Si beccò l’etichetta di nuovo Dylan insieme al suo amico Bruce Springsteen. Il secondo si prese tutto il successo che mancò al primo, ma, come disse una volta Elliott Murphy, “se avessi avuto il successo di Bruce probabilmente sarei morto, ma se lui avesse avuto il mio insuccesso forse sarebbe morto lui”.
Il problema è che tutti e due gli allora giovani esordienti (era il 1972) in realtà di Dylan avevano ben poco, ma con la scomparsa dalle scene del vero Dylan, le case discografiche non vedevano l’ora di piazzare il colpo e riempirsi le tasche.
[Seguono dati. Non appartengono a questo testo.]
//! Filesystem image asset store.
//!
//! Captures live under `<root>/<variant>/<lake>/`, one file per capture,
//! named with a `YYYY-MM-DD` date prefix (e.g. `2024-03-03_t1.jpg`).
//! Lookup is by date-prefix match; when several files share a date the
//! lexicographically first filename wins, so repeated lookups always
//! agree. A missing directory or prefix is a miss (`None`), never an
//! error; only genuine read failures surface as `Err`.

use chrono::NaiveDate;
use lago_core::error::Result;
use lago_core::image::{AssetStore, ImageVariant};
use lago_core::observation::DATE_FORMAT;
use std::fs;
use std::io::ErrorKind;
use std::path::{Path, PathBuf};

/// Read-only view over an on-disk asset tree.
#[derive(Debug, Clone)]
pub struct AssetDir {
    root: PathBuf,
}

impl AssetDir {
    pub fn new(root: impl Into<PathBuf>) -> Self {
        AssetDir { root: root.into() }
    }

    pub fn root(&self) -> &Path {
        &self.root
    }

    /// Resolves the on-disk path for a `(lake, date, variant)` key, if a
    /// matching capture exists.
    pub fn find(
        &self,
        lake: &str,
        date: NaiveDate,
        variant: ImageVariant,
    ) -> Result<Option<PathBuf>> {
        let dir = self.root.join(variant.as_str()).join(lake);
        let entries = match fs::read_dir(&dir) {
            Ok(entries) => entries,
            Err(e) if e.kind() == ErrorKind::NotFound => return Ok(None),
            Err(e) => return Err(e.into()),
        };

        let prefix = date.format(DATE_FORMAT).to_string();
        let mut matches: Vec<String> = Vec::new();
        for entry in entries {
            let entry = entry?;
            let name = entry.file_name().to_string_lossy().into_owned();
            if name.starts_with(&prefix) {
                matches.push(name);
            }
        }
        // Lexicographic order keeps same-date ties stable across calls.
        matches.sort();
        Ok(matches.first().map(|name| dir.join(name)))
    }
}

impl AssetStore for AssetDir {
    fn lookup(&self, lake: &str, date: NaiveDate, variant: ImageVariant) -> Result<Option<Vec<u8>>> {
        match self.find(lake, date, variant)? {
            Some(path) => {
                log::info!("assets: hit {}", path.display());
                Ok(Some(fs::read(path)?))
            }
            None => Ok(None),
        }
    }
}

#[cfg(test)]
mod tests {
    use super::*;
    use std::fs;

    fn date(s: &str) -> NaiveDate {
        NaiveDate::parse_from_str(s, DATE_FORMAT).unwrap()
    }

    /// Builds an asset tree with a few captures for one lake.
    fn sample_tree() -> tempfile::TempDir {
        let tmp = tempfile::tempdir().unwrap();
        let raw = tmp.path().join("raw").join("van");
        fs::create_dir_all(&raw).unwrap();
        fs::write(raw.join("2024-03-03_b.jpg"), b"raw-b").unwrap();
        fs::write(raw.join("2024-03-03_a.jpg"), b"raw-a").unwrap();
        fs::write(raw.join("2024-03-05.jpg"), b"raw-single").unwrap();

        let border = tmp.path().join("border").join("van");
        fs::create_dir_all(&border).unwrap();
        fs::write(border.join("2024-03-05.jpg"), b"border-single").unwrap();
        tmp
    }

    #[test]
    fn lookup_matches_by_date_prefix() {
        let tmp = sample_tree();
        let assets = AssetDir::new(tmp.path());
        let bytes = assets
            .lookup("van", date("2024-03-05"), ImageVariant::Raw)
            .unwrap();
        assert_eq!(bytes.as_deref(), Some(b"raw-single".as_slice()));
    }

    #[test]
    fn same_date_ties_break_lexicographically() {
        let tmp = sample_tree();
        let assets = AssetDir::new(tmp.path());
        let bytes = assets
            .lookup("van", date("2024-03-03"), ImageVariant::Raw)
            .unwrap();
        assert_eq!(
            bytes.as_deref(),
            Some(b"raw-a".as_slice()),
            "2024-03-03_a.jpg sorts before 2024-03-03_b.jpg"
        );
        // Stable across repeated calls.
        let again = assets
            .lookup("van", date("2024-03-03"), ImageVariant::Raw)
            .unwrap();
        assert_eq!(bytes, again);
    }

    #[test]
    fn variants_are_separate_namespaces() {
        let tmp = sample_tree();
        let assets = AssetDir::new(tmp.path());
        let border = assets
            .lookup("van", date("2024-03-05"), ImageVariant::Border)
            .unwrap();
        assert_eq!(border.as_deref(), Some(b"border-single".as_slice()));
        let border_miss = assets
            .lookup("van", date("2024-03-03"), ImageVariant::Border)
            .unwrap();
        assert!(border_miss.is_none());
    }

    #[test]
    fn missing_lake_or_date_is_a_miss_not_an_error() {
        let tmp = sample_tree();
        let assets = AssetDir::new(tmp.path());
        assert!(assets
            .lookup("atlantis", date("2024-03-05"), ImageVariant::Raw)
            .unwrap()
            .is_none());
        assert!(assets
            .lookup("van", date("2019-01-01"), ImageVariant::Raw)
            .unwrap()
            .is_none());
    }

    #[test]
    fn missing_root_is_a_miss() {
        let assets = AssetDir::new("/nonexistent/asset/root");
        assert!(assets
            .lookup("van", date("2024-03-05"), ImageVariant::Raw)
            .unwrap()
            .is_none());
    }
}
Murphy ad esempio assomigliava molto di più, nella voce quasi identica e nelle sonorità alla Velvet Underground e al nascente glam, a David Bowie che a Dylan, ma l’inglese allora non era ancora una star mondiale da lucrarci sopra.
45 anni dopo l’americano a Parigi dove vive da molti anni, continua a macinare musica e concerti: “Prodigal Son”il nuovo disco pubblicato dall’italiana Route 61 Music, è il suo migliore dai tempi di “Selling the Gold” che a sua volta entrava nella top ten dei suoi dischi migliori di sempre.
Spiega Murphy che il titolo del disco non ha a che fare con il talentuosoo figlio Gaspard che ormai da anni produce e arrangia i dischi del padre, ma che si ispira alla celebre storia evangelica del figliol prodigo, in quanto le canzoni qui contenute, erano state scritte o abbozzate da tempo e finalmente hanno trovato la strada di casa, proprio come il figliol prodigo.
E’ uno de suoi dischi musicalmente più ricercati, pur cominciando con una doppietta classica delle sue, due rock blues tirati e intensi, Chelsea Boots e Alone in My Chair, conditi come sempre dagli ottimi interventi del bravo Olivier Durand alla chitarra e l’armonica come ai vecchi tempi dello stesso Elliott.
E’ dal terzo brano però che il disco mostra cosa teneva in serbo: Hey Little Sister è una ballata velvettiana, scura e intensa con violoncello e violino mentre Let Me In è uno dei gioielli del disco: voce, pianoforte e un coro gospel, qualcosa di inedito nel repertorio del cantautore, dove l’intensità si tocca con mano. Come accadrà in seguito, Murphy sembra voler immergersi nelle atmosfere soul care agli studi Muscle Shoals e a quel mix vincente che negli anni 70 produsse alcuna della musica più bella, tra sentimento black e canzone d’autore, forse andando con la memoria alle recenti scomparse di due leoni di quel tempo lì, Joe Cocker e Leon Russell. In questo senso la straordinaria Wit’s End, con un crescendo corale impetuoso, drammatico e liberatorio, si segnala come il pezzo più ricco di fascino della raccolta.
Stesso senso di struggimento anche nell’altra ballata gospel Karen Where Are You Going sostenuta dal pianoforte questa volta elettrico, con ancora emozionanti aperture corali e un Wurlitzer decisamente vintage intrisa di sogni e sconfitte anni 70. Il finale del disco è scoppiettante: Absalom, Davy & Jackie O, che pesca profondamente tra Leonard Cohen e Bob Dylan, è lunga quasi dodici minuti (“Ho provato a scrivere una canzone che si può ascoltare come si potrebbe guardare un film”). Cavalcata folk tra corde di acciaio di chitarre, mandolini e anche violino, sorta di Lily, Rosemary and the Jack of Hearts, gode anche questo brano del sostegno corale di voci black, dando al pezzo un alone di epicità e facendone già un classico del songbook del cantautore di Coney Island.
Elliott Murphy al suo meglio: testimonianza di un artista unico che lascerà dietro di sé una delle più belle eredità della storia del rock.